Although NCNSP STEP sounds good on paper, it is hard to convey the GREATNESS I’ve felt about this program since the beginning.
Earlier this summer, more than a dozen new interns for the program met for a two-day long orientation session. Seeing familiar faces that day reminded me of the incredible positivity from the applicants at the interviews and school visits the month before.
At our initial school meetings and interviews, the high school students were walking proof of the high quality and well-rounded education they received as they gave us interns a tour of their school. What got me hooked on the need to be trained in one of these NCNSP partner campuses were the well-spoken, enthusiastic and proud young people I met that day.
I haven’t always known that teaching was for me. Yes, I did line up my dolls and explain to them “4+3=7,” but I didn’t know where my career path would take me. My enthusiasm to become an educator grew from the love of learning gained through studying biology in college. Discovering this area of interest not only inspires me to teach the content to students, but to share the greater importance — finding that love of learning in each student’s academic and (someday professional) life.
I am honored and excited to be a part of the NCNSP STEM Teacher Education Program.
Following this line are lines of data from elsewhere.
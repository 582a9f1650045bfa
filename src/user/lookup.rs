//! Single-user lookup and role resolution shared by the single-record operations.

use super::error::UserError;
use crate::store::{IdentityStore, Role, User, UserLookup};
use tracing::debug;

/// Turn the `--username` / `--email` pair into a lookup; exactly one must be set.
pub fn lookup_from_args(
    username: Option<&str>,
    email: Option<&str>,
) -> Result<UserLookup, UserError> {
    match (username, email) {
        (Some(_), Some(_)) => Err(UserError::ConflictingLookup),
        (Some(username), None) => Ok(UserLookup::Username(username.to_string())),
        (None, Some(email)) => Ok(UserLookup::Email(email.to_string())),
        (None, None) => Err(UserError::MissingLookup),
    }
}

/// Find a user, failing with `NotFound` if nobody matches
pub async fn find_user(store: &dyn IdentityStore, lookup: &UserLookup) -> Result<User, UserError> {
    debug!("Looking up user {:?}", lookup);
    store
        .find_user(lookup)
        .await?
        .ok_or_else(|| UserError::NotFound {
            key: lookup.key().to_string(),
        })
}

/// Resolve a role name, failing with `UnknownRole` and the list of valid names
pub async fn resolve_role(store: &dyn IdentityStore, name: &str) -> Result<Role, UserError> {
    if let Some(role) = store.find_role(name).await? {
        return Ok(role);
    }
    let valid = store
        .list_roles()
        .await?
        .into_iter()
        .map(|r| r.name)
        .collect();
    Err(UserError::UnknownRole {
        name: name.to_string(),
        valid,
    })
}
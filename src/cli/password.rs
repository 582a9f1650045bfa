use clap::Args;
use color_eyre::eyre::{bail, Result, WrapErr};
use dialoguer::Password;
use rand::distributions::Alphanumeric;
use rand::Rng;

/// Length of generated passwords
const RANDOM_PASSWORD_LENGTH: usize = 16;

/// Where a new password comes from
#[derive(Args, Debug, Default)]
pub struct PasswordArgs {
    /// Password of the user, required to create a user without --use-random-password
    #[arg(short, long, conflicts_with = "use_random_password")]
    pub password: Option<String>,

    /// Do not prompt for password. Use random string instead.
    #[arg(long)]
    pub use_random_password: bool,
}

/// Generate a random alphanumeric password
#[must_use]
pub fn generate_password() -> String {
    rand::thread_rng()
        .sample_iter(&Alphanumeric)
        .take(RANDOM_PASSWORD_LENGTH)
        .map(char::from)
        .collect()
}

fn prompt_password() -> Result<String> {
    let password = Password::new()
        .with_prompt("Password")
        .interact()
        .wrap_err("Failed to read password")?;
    let confirmation = Password::new()
        .with_prompt("Repeat for confirmation")
        .interact()
        .wrap_err("Failed to read password confirmation")?;
    if password != confirmation {
        bail!("Passwords did not match");
    }
    Ok(password)
}

impl PasswordArgs {
    /// Resolve the password, prompting on the terminal when neither flag was given
    pub fn resolve(&self) -> Result<String> {
        if self.use_random_password {
            return Ok(generate_password());
        }
        match &self.password {
            Some(password) => Ok(password.clone()),
            None => prompt_password(),
        }
    }
}

#[cfg(test)]
mod tests {
    use super::*;

    #[test]
    fn test_generate_password() {
        let password = generate_password();
        assert_eq!(password.len(), RANDOM_PASSWORD_LENGTH);
        assert!(password.chars().all(|c| c.is_ascii_alphanumeric()));
        assert_ne!(password, generate_password());
    }

    #[test]
    fn test_explicit_password_is_used() {
        let args = PasswordArgs {
            password: Some("s3cret".to_string()),
            use_random_password: false,
        };
        assert_eq!(args.resolve().unwrap(), "s3cret");
    }

    #[test]
    fn test_random_password_wins() {
        let args = PasswordArgs {
            password: None,
            use_random_password: true,
        };
        assert_eq!(args.resolve().unwrap().len(), RANDOM_PASSWORD_LENGTH);
    }
}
I know teaching will be challenging — and with the guidance of NCNSP staff, our intern schools staff and the students themselves, we can learn the tools to cultivate successful STEM students.
Just a couple more weeks and we’re off to the classroom!
Mary Allison Samuels, from Asheville, NC, is a recent graduate from North Carolina State University with a B.S. in Plant Biology. She hopes to teach high school biology after completing her NCNSP STEP internship at Wayne School of Engineering in Goldsboro.